Taipei: Institute of Linguistics, Academia Sinica. 227 pp. ISBN 986-00-5228-X.

In the past decades, Sino-Tibetan historical linguistics has increasingly become a flourishing field of studies, both in China and elsewhere. Recent trends include growing awareness of the importance of shared common innovations for subgrouping within Sino- Tibetan (Sagart 1995; van Driem 2001, 2006), interest in computational methods derived from evolutionary biology to test hypotheses about the sequence and timing of proposed subgroups (Sagart, Blench and Sanchez-Mazas 2005), and steady advances in Old Chinese reconstructions (Baxter 1992; Baxter and Sagart 1997; Sagart 1999; Zhengzhang 2003). Wang Feng’s Comparison of languages in contact: The distillation method and the case of Bai (the revised version of his 2004 Ph.D. dissertation) marries all these developments, while focusing on a language of considerable importance for a better understanding of Sino-Tibetan: Bai.

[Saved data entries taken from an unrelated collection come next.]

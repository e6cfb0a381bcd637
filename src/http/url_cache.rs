//! Bounded memo of composed destination URLs.
//!
//! Keyed by `origin + source`. Values are deterministic given the key, so concurrent
//! writers racing on one key are harmless (last write wins).

use dashmap::DashMap;
use url::Url;

#[derive(Debug)]
pub struct UrlCache {
    entries: DashMap<String, Url>,
    capacity: usize,
}

impl UrlCache {
    pub fn new(capacity: usize) -> Self {
        Self {
            entries: DashMap::with_capacity(capacity),
            capacity: capacity.max(1),
        }
    }

    pub fn key(origin: Option<&str>, source: &str) -> String {
        format!("{}{}", origin.unwrap_or(""), source)
    }

    pub fn get(&self, key: &str) -> Option<Url> {
        self.entries.get(key).map(|entry| entry.value().clone())
    }

    /// Insert, evicting an arbitrary entry when full.
    pub fn insert(&self, key: String, url: Url) {
        if !self.entries.contains_key(&key) && self.entries.len() >= self.capacity {
            let victim = self.entries.iter().next().map(|entry| entry.key().clone());
            if let Some(victim) = victim {
                self.entries.remove(&victim);
            }
        }
        self.entries.insert(key, url);
    }

    pub fn len(&self) -> usize {
        self.entries.len()
    }

    pub fn is_empty(&self) -> bool {
        self.entries.is_empty()
    }
}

The genetic affiliation of the Bai language has been disputed due to its prolonged contact history with Chinese. However, despite an overwhelming number of Chinese loanwords, most scholars see Bai as an independent Sino-Tibetan language (cf. Lacouperie 1887; Li 1937; Zhao 1982; Dell 1981; Lee and Sagart 1998; Matisoff 2003; van Driem 2001). In Comparison of languages in contact:

The distillation method and the case of Bai, Wang postulates a set of Sino-Bai related words and on the basis thereof argues that the relationship between Bai and Chinese is due to inheritance from a common ancestor. As is evident from the title, Wang considers the major contribution of his book to be methodological. That is, he advances a general method, the Distillation Method, for establishing the genetic affiliation of a language whose origins are unknown due to long and intensive contact with one or more other languages. This review accordingly focuses on the methodological aspects of Wang’s study.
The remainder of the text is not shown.